• Data shown:

···

//! JSON-RPC dispatch, shared by both transports.

use mcp::{
    InitializeResult, JsonRpcError, JsonRpcResponse, ListToolsResult, PROTOCOL_VERSION, RequestId,
    ServerCapabilities, ServerInfo, ToolsCapability,
};
use serde_json::{Map, Value, json};

use crate::tools::ToolSet;

/// Handle one raw message. Returns `None` for notifications — nothing goes
/// back on the wire for those.
pub async fn handle_message(tools: &ToolSet, raw: &str) -> Option<String> {
    let message: Value = match serde_json::from_str(raw) {
        Ok(value) => value,
        Err(e) => {
            let response = JsonRpcResponse::failure(
                RequestId::Number(0),
                JsonRpcError::parse_error(e.to_string()),
            );
            return serde_json::to_string(&response).ok();
        }
    };

    let id = match message.get("id") {
        Some(id) => serde_json::from_value::<RequestId>(id.clone()).ok()?,
        None => {
            tracing::debug!(
                method = message["method"].as_str().unwrap_or("?"),
                "notification"
            );
            return None;
        }
    };

    let method = message["method"].as_str().unwrap_or_default();
    let params = message.get("params").cloned().unwrap_or(Value::Null);
    let response = dispatch(tools, id, method, params).await;
    serde_json::to_string(&response).ok()
}

async fn dispatch(tools: &ToolSet, id: RequestId, method: &str, params: Value) -> JsonRpcResponse {
    match method {
        "initialize" => JsonRpcResponse::success(id, initialize_result()),
        "tools/list" => {
            let result = ListToolsResult {
                tools: ToolSet::catalog(),
            };
            JsonRpcResponse::success(id, serde_json::to_value(result).unwrap_or(Value::Null))
        }
        "tools/call" => call_tool(tools, id, &params).await,
        "ping" => JsonRpcResponse::success(id, json!({})),
        other => JsonRpcResponse::failure(id, JsonRpcError::method_not_found(other)),
    }
}

async fn call_tool(tools: &ToolSet, id: RequestId, params: &Value) -> JsonRpcResponse {
    let Some(name) = params["name"].as_str().filter(|n| !n.is_empty()) else {
        return JsonRpcResponse::failure(id, JsonRpcError::invalid_params("missing tool name"));
    };
    let arguments = match params.get("arguments") {
        None | Some(Value::Null) => Map::new(),
        Some(Value::Object(map)) => map.clone(),
        Some(_) => {
            return JsonRpcResponse::failure(
                id,
                JsonRpcError::invalid_params("arguments must be an object"),
            );
        }
    };

    let result = tools.call(name, &arguments).await;
    tracing::debug!(tool = name, is_error = result.is_error, "tool call served");
    JsonRpcResponse::success(id, serde_json::to_value(result).unwrap_or(Value::Null))
}

fn initialize_result() -> Value {
    let result = InitializeResult {
        protocol_version: PROTOCOL_VERSION.to_string(),
        capabilities: ServerCapabilities {
            tools: Some(ToolsCapability {
                list_changed: false,
            }),
        },
        server_info: ServerInfo {
            name: "skipper-server".to_string(),
            version: Some(env!("CARGO_PKG_VERSION").to_string()),
        },
    };
    serde_json::to_value(result).unwrap_or(Value::Null)
}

···

• Exercise: Look through the entries above; find each line with the word "await" and copy it.

• Exercise solution:
    let response = dispatch(tools, id, method, params).await;
        "tools/call" => call_tool(tools, id, &params).await,
    let result = tools.call(name, &arguments).await;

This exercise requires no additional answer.